Currently btrfs_repair_io_failure() only accept a single @paddr
parameter, and for bs > ps cases it's required that @paddr is backed by
a large folio.

That assumption has quite some limitations, preventing us from utilizing
true zero-copy direct-io and encoded read/writes.

To address the problem, enhance btrfs_repair_io_failure() by:

- Accept an array of paddrs, up to 64K / PAGE_SIZE entries
This kind of acts like a bio_vec, but with very limited entries, as the
function is only utilized to repair one fs data block, or a tree block.

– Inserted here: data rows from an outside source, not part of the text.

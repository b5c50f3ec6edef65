//! Control socket bootstrap.
//!
//! # Responsibilities
//! - Create the per-user socket directory
//! - Bind `<socket-dir>/<interface>.sock` with owner-only permissions
//! - Detect a live instance holding the socket, or clean up a stale file
//!
//! # Design Decisions
//! - Returns the raw listening descriptor so it can be handed to a child
//! - A stale file is removed and the bind retried exactly once; a second
//!   process racing us between the removal and the retry is not handled

use std::fs::DirBuilder;
use std::io;
use std::os::fd::{AsRawFd, OwnedFd, RawFd};
use std::os::unix::fs::DirBuilderExt;
use std::os::unix::net::{UnixListener, UnixStream};
use std::path::{Path, PathBuf};

use thiserror::Error;

use crate::config::DaemonConfig;

const SOCKET_DIR_MODE: u32 = 0o700;
const SOCKET_UMASK: libc::mode_t = 0o077;

/// Error type for control socket setup. All variants are fatal.
#[derive(Debug, Error)]
pub enum BootstrapError {
    #[error("Failed to create socket directory {}: {source}", .path.display())]
    CreateDir { path: PathBuf, source: io::Error },

    #[error("Control socket {} is in use", .path.display())]
    InUse { path: PathBuf },

    #[error("Failed to remove stale control socket {}: {source}", .path.display())]
    RemoveStale { path: PathBuf, source: io::Error },

    #[error("Failed to bind control socket {}: {source}", .path.display())]
    Bind { path: PathBuf, source: io::Error },
}

/// A bound, listening control socket.
#[derive(Debug)]
pub struct ControlSocket {
    fd: OwnedFd,
    path: PathBuf,
}

impl ControlSocket {
    pub fn path(&self) -> &Path {
        &self.path
    }

    pub fn as_raw_fd(&self) -> RawFd {
        self.fd.as_raw_fd()
    }

    /// Give up the descriptor, e.g. to hand it to a child process.
    pub fn into_parts(self) -> (OwnedFd, PathBuf) {
        (self.fd, self.path)
    }
}

/// Path of the control socket for `interface`.
pub fn socket_path(config: &DaemonConfig, interface: &str) -> PathBuf {
    config.socket_dir().join(format!("{interface}.sock"))
}

/// Create or recover the control socket for `interface`.
pub fn open(config: &DaemonConfig, interface: &str) -> Result<ControlSocket, BootstrapError> {
    let dir = config.socket_dir();
    DirBuilder::new()
        .recursive(true)
        .mode(SOCKET_DIR_MODE)
        .create(&dir)
        .map_err(|source| BootstrapError::CreateDir {
            path: dir.clone(),
            source,
        })?;

    let path = socket_path(config, interface);

    let listener = {
        let _umask = UmaskGuard::set(SOCKET_UMASK);
        match UnixListener::bind(&path) {
            Ok(listener) => listener,
            Err(e) if e.kind() == io::ErrorKind::AddrInUse => recover_stale(&path)?,
            Err(source) => return Err(BootstrapError::Bind { path, source }),
        }
    };

    tracing::debug!(path = %path.display(), "Control socket bound");

    Ok(ControlSocket {
        fd: OwnedFd::from(listener),
        path,
    })
}

fn recover_stale(path: &Path) -> Result<UnixListener, BootstrapError> {
    if UnixStream::connect(path).is_ok() {
        return Err(BootstrapError::InUse {
            path: path.to_path_buf(),
        });
    }

    tracing::debug!(path = %path.display(), "Removing stale control socket");
    std::fs::remove_file(path).map_err(|source| BootstrapError::RemoveStale {
        path: path.to_path_buf(),
        source,
    })?;

    UnixListener::bind(path).map_err(|source| BootstrapError::Bind {
        path: path.to_path_buf(),
        source,
    })
}

/// Restores the previous process umask on drop.
struct UmaskGuard(libc::mode_t);

impl UmaskGuard {
    fn set(mask: libc::mode_t) -> Self {
        // SAFETY: umask has no failure mode and touches no memory.
        Self(unsafe { libc::umask(mask) })
    }
}

impl Drop for UmaskGuard {
    fn drop(&mut self) {
        // SAFETY: as above.
        unsafe {
            libc::umask(self.0);
        }
    }
}

#[cfg(test)]
mod tests {
    use super::*;
    use serial_test::serial;
    use std::os::unix::fs::{FileTypeExt, PermissionsExt};

    fn config_in(dir: &Path) -> DaemonConfig {
        DaemonConfig {
            runtime_dir: dir.to_path_buf(),
            ..DaemonConfig::default()
        }
    }

    #[test]
    fn path_layout() {
        let config = config_in(Path::new("/run/user/7"));
        assert_eq!(
            socket_path(&config, "wg0"),
            PathBuf::from("/run/user/7/wireguard-loop/wg0.sock")
        );
    }

    #[test]
    #[serial]
    fn creates_private_directory_and_socket() {
        let runtime = tempfile::tempdir().unwrap();
        let config = config_in(runtime.path());

        let socket = open(&config, "wg0").unwrap();
        assert_eq!(socket.path(), socket_path(&config, "wg0"));

        let dir_mode = std::fs::metadata(config.socket_dir())
            .unwrap()
            .permissions()
            .mode();
        assert_eq!(dir_mode & 0o077, 0, "directory mode {dir_mode:o}");

        let meta = std::fs::metadata(socket.path()).unwrap();
        assert!(meta.file_type().is_socket());
        assert_eq!(meta.permissions().mode() & 0o077, 0);
    }

    #[test]
    #[serial]
    fn umask_is_restored() {
        let runtime = tempfile::tempdir().unwrap();
        // SAFETY: umask has no failure mode.
        let before = unsafe { libc::umask(0o022) };
        let _socket = open(&config_in(runtime.path()), "wg0").unwrap();
        let after = unsafe { libc::umask(before) };
        assert_eq!(after, 0o022);
    }

    #[test]
    #[serial]
    fn unwritable_runtime_dir_fails() {
        let runtime = tempfile::tempdir().unwrap();
        let file = runtime.path().join("not-a-dir");
        std::fs::write(&file, b"x").unwrap();

        let err = open(&config_in(&file), "wg0").unwrap_err();
        assert!(matches!(err, BootstrapError::CreateDir { .. }));
    }
}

Both have an upper size limit (BTRFS_MAX_BLOCK_SIZE, i.e. 64K), so we
don't need the full bio_vec thing to handle it.

- Allocate a bio with multiple slots
Previously even for bs > ps cases, we only passed in a contiguous
physical address range, thus a single slot will be enough.

But not anymore, so we have to allocate a bio structure, other than
using the on-stack one.

- Use on-stack memory to allocate @paddrs array
It's at most 16 pages (4K page size, 64K block size), will take up at
most 128 bytes.
I think the on-stack cost is still acceptable.

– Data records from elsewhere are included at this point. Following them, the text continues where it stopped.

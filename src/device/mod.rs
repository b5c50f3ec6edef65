//! Virtual packet device subsystem.
//!
//! # Data Flow
//! ```text
//! engine write(bufs, offset)
//!     → loopback.rs (copy each buffer into an owned packet, one batch per call)
//!     → queue.rs (bounded FIFO, blocks the writer when full)
//!     → loopback.rs (next read copies the batch into caller buffers)
//!     → engine read(bufs, sizes, offset)
//! ```
//!
//! # Design Decisions
//! - The device is synchronous: engines call it from blocking threads
//! - Close is the only way to unblock a pending read or write
//! - Nothing handed to `write` is aliased after the call returns

pub mod loopback;
pub mod queue;

use thiserror::Error;

pub use loopback::LoopDevice;

/// MTU advertised when the caller passes a non-positive value.
pub const DEFAULT_MTU: usize = 1420;

/// Advisory number of packets an engine should move per call.
pub const DEFAULT_BATCH_SIZE: usize = 128;

/// Number of batches the loopback holds before writers block.
pub const DEFAULT_QUEUE_CAPACITY: usize = 128_000;

/// One read or write worth of packets.
pub type Batch = Vec<Vec<u8>>;

/// Lifecycle notifications emitted by a device.
#[derive(Debug, Clone, Copy, PartialEq, Eq)]
pub enum Event {
    /// The interface is up and ready for traffic.
    Up,
}

/// Errors returned by device reads and writes.
///
/// The device never retries on the caller's behalf.
#[derive(Debug, Clone, PartialEq, Eq, Error)]
pub enum DeviceError {
    /// The device was closed before or during the call.
    #[error("io: read/write on closed pipe")]
    Closed,

    /// A queued packet does not fit in the destination buffer.
    #[error("packet too large for buffer ({len} bytes, {capacity} available)")]
    PacketTooLarge { len: usize, capacity: usize },
}

/// A network interface as seen by the protocol engine.
pub trait PacketDevice: Send + Sync {
    /// Block until a batch is available and copy it into `bufs` at `offset`.
    ///
    /// Returns the number of packets delivered; `sizes[i]` holds the length of packet `i`.
    fn read(
        &self,
        bufs: &mut [&mut [u8]],
        sizes: &mut [usize],
        offset: usize,
    ) -> Result<usize, DeviceError>;

    /// Queue `bufs[i][offset..]` for every buffer as a single batch.
    fn write(&self, bufs: &[&[u8]], offset: usize) -> Result<usize, DeviceError>;

    fn mtu(&self) -> usize;

    fn name(&self) -> &str;

    fn batch_size(&self) -> usize {
        DEFAULT_BATCH_SIZE
    }

    /// Close the device. Calling it again is a no-op.
    fn close(&self);
}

- Add one extra check to make sure the repair bio is exactly one block

- Utilize btrfs_repair_io_failure() to submit a single bio for metadata
This should improve the read-repair performance for metadata, as now
we submit a node sized bio then wait, other than submit each block of
the metadata and wait for each submitted block.

- Add one extra parameter indicating the step
This is due to the fact that metadata step can be as large as
nodesize, instead of sectorsize.
So we need a way to distinguish metadata and data repair.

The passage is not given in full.